The problem of unconscious bias in feedback and evaluations is well documented. Ms. Chilazi highlighted several examples of unconscious bias from the research. In one study, judges responsible for parole decisions were much harsher on defendants when they were hungry, as opposed to when they were satiated. In another, a law practice’s internal evaluations showed that leadership was mentioned in 80% of white women’s evaluations but in only 9.5% of employees’ of color evaluations. Errors were mentioned more frequently in employees’ of color evaluations than in white employees’ evaluations. Such bias cuts across industries and the professional hierarchy. Ms. Chilazi explained that unconscious bias is natural: our unconscious brains rely on patterns and experiences. We’re more likely to rely on patterns when we’re stressed, pressed for time, or cognitively overwhelmed. That’s not inherently bad. But problems arise when unconscious bias affects our decision-making. Merely being aware of our own unconscious bias isn’t enough. We need to shape our environments and decision-making processes to overcome it.


So what’s the solution? One-off trainings make only a short-term impact, according to the research, doing very little to change medium- or long-term behavior. We must make changes to the process. Ms. Chilazi offered several frameworks for spotting and interrupting bias in feedback conversations. She urged participants to look out for “blur” comments that blur the line between subjective and objective (e.g., “I’m not sure this candidate is qualified to serve on the bench. They come across as closed-off and standoffish… I’m also concerned that this candidate is not polished enough”). To detect blur comments, we can ask ourselves: is this comment stereotypical? Could it be interpreted differently by different people? Is it about skills and abilities or personality? Is it a generalization?

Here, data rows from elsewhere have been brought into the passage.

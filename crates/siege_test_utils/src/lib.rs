//! # Siege Test Utilities
//!
//! Shared testing utilities for all crates:
//! - Determinism test harness
//! - Fixture and scenario builders
//! - Property-based testing strategies

#![forbid(unsafe_code)]
#![warn(missing_docs)]

pub mod determinism;
pub mod fixtures;

/// Re-export proptest for convenience.
pub use proptest;
//! Simulation benchmarks for siege_core.
//!
//! Run with: `cargo bench -p siege_core`

// Benchmark binaries don't need docs on macro-generated functions
#![allow(missing_docs)]

use criterion::{black_box, criterion_group, criterion_main, BenchmarkId, Criterion};
use siege_core::simulation::Simulation;
use siege_test_utils::fixtures::{economy_scenario, raid_scenario};

/// Tick throughput for raids of increasing size.
pub fn tick_benchmark(c: &mut Criterion) {
    let mut group = c.benchmark_group("tick");
    for (structures, units) in [(9, 20), (25, 100), (100, 500)] {
        let base = raid_scenario(structures, units);
        group.bench_with_input(
            BenchmarkId::from_parameter(format!("{structures}x{units}")),
            &base,
            |b, base| {
                b.iter_batched(
                    || base.clone(),
                    |mut sim: Simulation| {
                        for _ in 0..60 {
                            black_box(sim.tick());
                        }
                        sim
                    },
                    criterion::BatchSize::SmallInput,
                );
            },
        );
    }
    group.finish();
}

/// Cost of hashing and snapshotting a populated battlefield.
pub fn view_benchmark(c: &mut Criterion) {
    let sim = raid_scenario(100, 500);
    c.bench_function("state_hash", |b| b.iter(|| black_box(sim.state_hash())));
    c.bench_function("snapshot", |b| b.iter(|| black_box(sim.snapshot())));

    let mut economy = economy_scenario();
    c.bench_function("accrue_resources", |b| {
        b.iter(|| black_box(economy.accrue_resources()));
    });
}

criterion_group!(benches, tick_benchmark, view_benchmark);
criterion_main!(benches);
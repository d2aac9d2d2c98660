//! # Siege Core
//!
//! Deterministic base-building and raid simulation.
//!
//! This crate contains **only** game logic:
//! - No rendering
//! - No timers or threads (wall-clock time is fed in by the caller)
//! - No randomness
//! - No floating-point math in the simulation (uses fixed-point)
//!
//! Front ends (the headless driver, a renderer) own the clock and feed
//! commands, ticks and elapsed time into a [`simulation::Simulation`].
//!
//! ## Crate Structure
//!
//! - [`catalog`] - Static structure and unit stats
//! - [`components`] - Entity component definitions
//! - [`storage`] - Id-keyed entity collections
//! - [`economy`] - Player resources and the accrual schedule
//! - [`systems`] - Targeting, movement, placement and yield helpers
//! - [`commands`] - Player intents
//! - [`simulation`] - Core simulation loop
//! - [`snapshot`] - Read-only render views
//! - [`config`] - Tunables loaded from RON
//! - [`math`] - Fixed-point math utilities

#![forbid(unsafe_code)]
#![warn(missing_docs)]
#![warn(clippy::all, clippy::pedantic)]

pub mod catalog;
pub mod commands;
pub mod components;
pub mod config;
pub mod economy;
pub mod error;
pub mod math;
pub mod simulation;
pub mod snapshot;
pub mod storage;
pub mod systems;

/// Re-export commonly used types
pub mod prelude {
    pub use crate::catalog::{ResourceKind, StructureKind, UnitKind};
    pub use crate::commands::{Command, CommandOutcome};
    pub use crate::components::*;
    pub use crate::config::{SimConfig, TICK_RATE};
    pub use crate::economy::{AccrualClock, AccrualReport, PlayerState};
    pub use crate::error::{GameError, Result};
    pub use crate::math::{Fixed, Vec2Fixed, WideFixed, COORDINATE_LIMIT};
    pub use crate::simulation::{AttackEvent, Simulation, TickEvents};
    pub use crate::snapshot::{Snapshot, StructureView, UnitView};
    pub use crate::storage::EntityStorage;
}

Ms. Chilazi encouraged attendees to interrupt bias by asking those giving feedback to “show your work.” In response to blur comments, consider asking for specific behavioral examples, with a focus on results or achievements. We might also ask the feedback providers to compare the candidate against similar people they know; this encourages fair and consistent comments. Asking the same questions in the same order has the same effect. Observations about recent events are less likely to be biased, as are those about the impact of a person’s behavior. Finally, it’s important that we calibrate our own impressions across multiple feedback conversations.


Participants put these tactics into practice with topical role-plays on conducting a judicial due diligence check; having a conversation about partnership promotion, and engaging in a feedback discussion. For an example of what this looks like on the ground, check out this Harvard Business Review article, “How One Company Worked to Root Out Bias from Performance Reviews,” which Ms. Chilazi pointed participants to.


With these tools in our toolbox, CWBA members are well equipped to interrupt bias in feedback. How might you put these tools to use in your workplace? Let’s keep this important conversation going and hold one another accountable.



 

Isabel J. Broer is an Assistant Attorney General in the K-12 Education Unit of the Colorado Attorney General’s Office. She previously clerked for Justice Monica M. Márquez and Judge Christine M. Arguello. Prior to attending Harvard Law School, Isabel taught ninth grade algebra in the Denver Public Schools. She enjoys skiing, hiking, camping, and reading in her free time.